Ficha Corrida

10/11/2012

De como noticiar sem informar

Filed under: Ernestina Herrera de Noble,Grupo Clarin,Grupos Mafiomidiáticos — Gilmar Crestani @ 8:43 am

A Folha de São Paulo, no afã de cumprir com o acordado no encontro patrocinado pela SIP na sede do Instituto Millenium, saiu a campo para fazer a defesa do Grupo Clarin sem mencionar o principal beneficiário das suas mal traçadas linhas. O que custaria à Folha informar que os manifestantes foram chamados pelo Grupo Clarin em virtude da lei de médios que entra em vigor no dia 07 de dezembro e à qual os grupos mafiomidiáticos argentinos devem se enquadrarem. Lei é lei! Ou seria a melhor nos tempos da ditadura, quando o Grupo Clarin nasceu, cresceu e desabrochou, à margem da lei, tendo inclusive adotado dois filhos de “desaparecidos” políticos. O roubo de bebês é um sub-produto típico de ditaduras estéreis. Aconteceu no Chile, Espanha e Argentina. Os “filhos” de Dona Ernestina Herrera de Noble, Marcela e Felipe Noble Herrera, teriam sido roubados de mães grávidas mortas pela ditadura. Outro aspecto que levou os novos ricos a se manifestarem contra o governo foi a proibição de “exportarem" dólares, uma mania argentina deste os tempos de Menem.

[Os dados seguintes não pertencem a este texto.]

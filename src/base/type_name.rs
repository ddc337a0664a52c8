use std::fmt;

use smol_str::SmolStr;

/// Declared type of a nested-component slot.
///
/// Stores the full path (`clustering::lingo::Lingo`); grouping and display use
/// the simple name (`Lingo`).
#[derive(Debug, Clone, PartialEq, Eq, Hash)]
pub struct TypeName {
    path: SmolStr,
}

impl TypeName {
    pub fn new(path: impl Into<SmolStr>) -> Self {
        Self { path: path.into() }
    }

    /// The type name of `T` as reported by the compiler.
    pub fn of<T: ?Sized>() -> Self {
        Self::new(std::any::type_name::<T>())
    }

    pub fn path(&self) -> &str {
        &self.path
    }

    /// Last path segment with generic arguments stripped.
    ///
    /// `alloc::vec::Vec<core::primitive::u8>` becomes `Vec`.
    pub fn simple_name(&self) -> &str {
        let base = match self.path.find('<') {
            Some(idx) => &self.path[..idx],
            None => &self.path,
        };
        base.rsplit("::").next().unwrap_or(base)
    }
}

impl fmt::Display for TypeName {
    fn fmt(&self, f: &mut fmt::Formatter<'_>) -> fmt::Result {
        f.write_str(self.simple_name())
    }
}

impl From<&str> for TypeName {
    fn from(path: &str) -> Self {
        Self::new(path)
    }
}

#[cfg(feature = "serde")]
impl serde::Serialize for TypeName {
    fn serialize<S: serde::Serializer>(&self, serializer: S) -> Result<S::Ok, S::Error> {
        serializer.serialize_str(&self.path)
    }
}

E nada disso interessa à Folha.

Cristina ironiza panelaço com 500 mil participantes

"Ontem [na noite de quinta] aconteceu uma coisa muito importante, o Congresso do PC chinês", disse a presidente

Crise econômica foi um dos alvos do protesto; "aparato cultural" gera "ideia distorcida do país", diz mandatária

SYLVIA COLOMBODE BUENOS AIRES

A presidente argentina Cristina Kirchner ironizou o panelaço realizado anteontem contra seu governo, do qual participaram 500 mil pessoas em Buenos Aires, segundo cálculo da polícia.

Houve atos também em diversas cidades do país e a adesão de argentinos que vivem no exterior, incluindo um grupo que protestou na avenida Paulista, em SP.

"Ontem [anteontem] aconteceu uma coisa muito importante, o Congresso do Partido Comunista chinês", disse a mandatária. Cristina criticou indiretamente os organizadores da manifestação, dizendo que há "um formidável aparato cultural para que os argentinos tenham uma ideia distorcida do país".

A manifestação pediu liberdade, democracia, não à corrupção e à re-reeleição, suposta intenção de Cristina de mudar a Constituição para tornar viável sua candidatura a um terceiro mandato.

O protesto repercutiu intensamente na imprensa local. Jornais críticos, como o "La Nación", chamaram a manifestação de "histórica". Já os alinhados ao governo, como o "Pagina 12", deram manchetes negativas ("Mais do mesmo").

A manifestação ocorre num momento em que a popularidade da presidente está em queda. Segundo os institutos Poliarquia e Managment & Fit, a aprovação de Cristina ronda os 35%. Ela foi reeleita em outubro de 2011, com 54% dos votos.

Durante a marcha, houve confrontos entre manifestantes e jornalistas. O mais grave foi a agressão a um repórter do canal governista C5N, enquanto estava no ar. O agressor, Nicolás Ayuso, 29, foi detido no local.

O programa de TV "6,7,8" mandou repórteres à rua para confrontar os participantes do protesto. A jornalista kirchnerista Cynthia Garcia interpelou pessoas perguntando: "Você acha que a falta de segurança é tanta que merece uma marcha?".

A oposição elogiou o tom não agressivo da marcha e pediu que a presidente ouça o grito das ruas. "Tomara que se disponham a produzir as mudanças necessárias para deter a inflação, aumentar os investimentos e o emprego e melhorar a segurança e a educação", disse Ricardo Alfonsín, da União Cívica Radical.

Já o senador kirchnerista Aníbal Fernández disse não ter visto uma mensagem clara no protesto e não haver entendido "a quem se dirigia".